In this chapter, we will focus on data cleaning level I – cleaning up the table. The next two chapters are also dedicated to data cleaning but at levels II and III.

In this chapter, we're going to cover the following main topics:

  • The levels, tools, and purposes of data cleaning – a roadmap to Chapter 9, Data Cleaning Level I – Cleaning Up the Table, Chapter 10, Data Cleaning Level II – Unpacking, Restructuring, and Reformulating the Table, and Chapter 11, Data Cleaning Level III – Missing Values, Outliers, and Errors
  • Data cleaning level I – cleaning up the table

Technical requirements

You can find all of the code and the dataset for this book in this book's GitHub repository. To find the repository, go to https://github.com/PacktPublishing/Hands-On-Data-Preprocessing-in-Python. You can find Chapter09 in this repository and download the code and the data to aid with your learning.

The levels, tools, and purposes of data cleaning – a roadmap to chapters 9, 10, and 11

One of the most exciting moments in any data analytics project is when you have one dataset that you believe contains all the data you need to effectively meet the goals of the project.
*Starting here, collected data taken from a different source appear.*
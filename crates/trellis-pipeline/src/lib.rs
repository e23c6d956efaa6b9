//! trellis-pipeline: step-graph pipelines with disk-backed caching.
//!
//! This crate provides a small orchestration core for fit/transform
//! workloads: named [`Step`]s wrap a [`Transformer`], reference each other
//! to form a directed acyclic graph, and exchange dictionary-shaped
//! [`DataBundle`]s. Resolving a step resolves all of its ancestors first,
//! each exactly once per call; trainable steps persist their fitted state
//! under an experiment directory so later runs — including runs in a fresh
//! process — skip refitting.
//!
//! # Quick Start
//!
//! ```rust,ignore
//! use trellis_pipeline::{DataBundle, Pipeline, PipelineConfig, Step, raw_inputs};
//!
//! let config = PipelineConfig::builder()
//!     .experiment_dir("runs/exp1")
//!     .build()?;
//!
//! let mut pipeline = Pipeline::builder()
//!     .config(config)
//!     .step(Step::new("impute", Box::new(imputer)).input_data("input").trainable(true))
//!     .step(Step::new("scale", Box::new(scaler)).input_step("impute").trainable(true))
//!     .on_progress(|u| println!("[{:.0}%] {}", u.progress * 100.0, u.message))
//!     .build()?;
//!
//! let raw = raw_inputs("input", DataBundle::new().with("X", train_frame));
//! let outputs = pipeline.fit_transform(&raw)?;
//!
//! // A later run with the same experiment dir loads fitted state instead
//! // of refitting; `transform` never fits at all.
//! let predictions = pipeline.transform(&raw_inputs("input", test_bundle))?;
//! ```
//!
//! # Architecture
//!
//! ```text
//! RawInputs ──► Pipeline (validated step graph)
//!                 │  dependency-order resolution, memoized per call
//!                 ▼
//!               Step ──owns──► Transformer (fit / transform / persist / load)
//!                 │
//!                 ▼
//!               <experiment_dir>/<step_name>/   cached fitted state
//! ```
//!
//! # Caching
//!
//! The cache check is presence-only: any transformer-written artifact
//! under a step's cache directory counts as cached state. Nothing
//! fingerprints the
//! transformer's configuration, so changing hyperparameters while stale
//! state sits at the same location silently serves the stale parameters.
//! Clear the experiment directory ([`Pipeline::clear_cache`]) or point the
//! config at a fresh one to force recomputation.
//!
//! # Error Handling
//!
//! All fallible operations return [`Result<T, PipelineError>`](PipelineError).
//! Graph-shape errors (`DuplicateStepName`, `UnknownInputStep`,
//! `CycleDetected`) surface at [`PipelineBuilder::build`]; data-shape
//! errors (`MissingInputKey`, `MissingRawInput`, `ContractViolation`) at
//! resolution. Transformer failures propagate unchanged — no retries.
//!
//! # Thread Safety
//!
//! Resolution is single-threaded and synchronous. `Pipeline` is `Send`, so
//! a run can be moved onto a background thread; [`CancellationToken`] is
//! the cross-thread channel back into it. Concurrent runs sharing one
//! experiment directory race on the cache — use disjoint roots per
//! concurrent run.

pub mod config;
pub mod data;
pub mod error;
pub mod persistence;
pub mod pipeline;
pub mod step;
pub mod transformer;

// Re-exports for convenient access
pub use config::{ConfigValidationError, PipelineConfig, PipelineConfigBuilder};
pub use data::{DataBundle, RawInputs, Value, raw_inputs};
pub use error::{PipelineError, Result, ResultExt};
pub use persistence::{has_cached_state, read_json, step_cache_dir, write_json};
pub use pipeline::{
    CancellationToken, ClosureProgressReporter, ExecutionStage, Pipeline, PipelineBuilder,
    ProgressReporter, ProgressUpdate,
};
pub use step::Step;
pub use transformer::{FnTransformer, Transformer, TransformerContract};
This moment comes normally in one of the following situations:

  • You are done collecting data for the analysis you have in mind.
  • You have done extensive data integration from different data sources. Data integration is a very important skillset and we will cover it in Chapter 12, Data Fusion and Data Integration.
  • The dataset is just shared with you and it contains everything that you need.

Regardless of how you got your hands on the dataset, this is an exciting moment. But beware that more often than not, you still have many steps to take before you can analyze the data. First, you need to clean the dataset.

To learn about and perform data cleaning, we need to fully understand the following three aspects:

  • Purpose of data analytics: Why are we cleaning the dataset? In other words, how are we going to use the dataset once it has been cleaned?
  • Tools for data analytics: What will be used to perform data analytics? Python (Matplotlib/sklearn)? Excel? MATLAB? Tableau?
  • Levels of data cleaning: What aspects of the dataset need cleaning? Is our cleaning at the surface level, in that we are only cleaning up the name of the columns, or is our cleaning deeper, in that we are making sure that the recorded values are correct?

In the next three subsections, we will look at each of these aspects in more detail.

Purpose of data analytics

While it might sound like data cleaning can be done separately without us paying too much attention to the purpose of the analysis, in this chapter, we will see that more often than not, this is not the case. In other words, you will need to know what analytics you will be performing on the dataset when you are cleaning your data. Not only that, but you also need to know exactly how the analytics and perhaps the algorithms that you have in mind will be using and manipulating the data.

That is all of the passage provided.